### TASK DESCRIPTION
The expected output is an exact restatement of all the records.

------------------------

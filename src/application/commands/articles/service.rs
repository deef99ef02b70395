// src/application/commands/articles/service.rs
use std::sync::Arc;

use crate::{
    application::{
        ports::time::Clock,
        services::{content::ContentSanitizer, media::ImageJanitor},
    },
    domain::{
        article::{ArticleReadRepository, ArticleWriteRepository},
        slug::SlugAssigner,
    },
};

pub struct ArticleCommandService {
    pub(super) write_repo: Arc<dyn ArticleWriteRepository>,
    pub(super) read_repo: Arc<dyn ArticleReadRepository>,
    pub(super) slugs: Arc<SlugAssigner>,
    pub(super) sanitizer: Arc<ContentSanitizer>,
    pub(super) janitor: Arc<ImageJanitor>,
    pub(super) clock: Arc<dyn Clock>,
}

impl ArticleCommandService {
    pub fn new(
        write_repo: Arc<dyn ArticleWriteRepository>,
        read_repo: Arc<dyn ArticleReadRepository>,
        slugs: Arc<SlugAssigner>,
        sanitizer: Arc<ContentSanitizer>,
        janitor: Arc<ImageJanitor>,
        clock: Arc<dyn Clock>,
    ) -> Self {
        Self {
            write_repo,
            read_repo,
            slugs,
            sanitizer,
            janitor,
            clock,
        }
    }
}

------------------------

### ANSWER TO THIS EXERCISE
filename src/application/commands/articles/service.rs
repository deef99ef02b70395
// src/application/commands/articles/service.rs
use std::sync::Arc;

use crate::{
    application::{
        ports::time::Clock,
        services::{content::ContentSanitizer, media::ImageJanitor},
    },
    domain::{
        article::{ArticleReadRepository, ArticleWriteRepository},
        slug::SlugAssigner,
    },
};

pub struct ArticleCommandService {
    pub(super) write_repo: Arc<dyn ArticleWriteRepository>,
    pub(super) read_repo: Arc<dyn ArticleReadRepository>,
    pub(super) slugs: Arc<SlugAssigner>,
    pub(super) sanitizer: Arc<ContentSanitizer>,
    pub(super) janitor: Arc<ImageJanitor>,
    pub(super) clock: Arc<dyn Clock>,
}

impl ArticleCommandService {
    pub fn new(
        write_repo: Arc<dyn ArticleWriteRepository>,
        read_repo: Arc<dyn ArticleReadRepository>,
        slugs: Arc<SlugAssigner>,
        sanitizer: Arc<ContentSanitizer>,
        janitor: Arc<ImageJanitor>,
        clock: Arc<dyn Clock>,
    ) -> Self {
        Self {
            write_repo,
            read_repo,
            slugs,
            sanitizer,
            janitor,
            clock,
        }
    }
}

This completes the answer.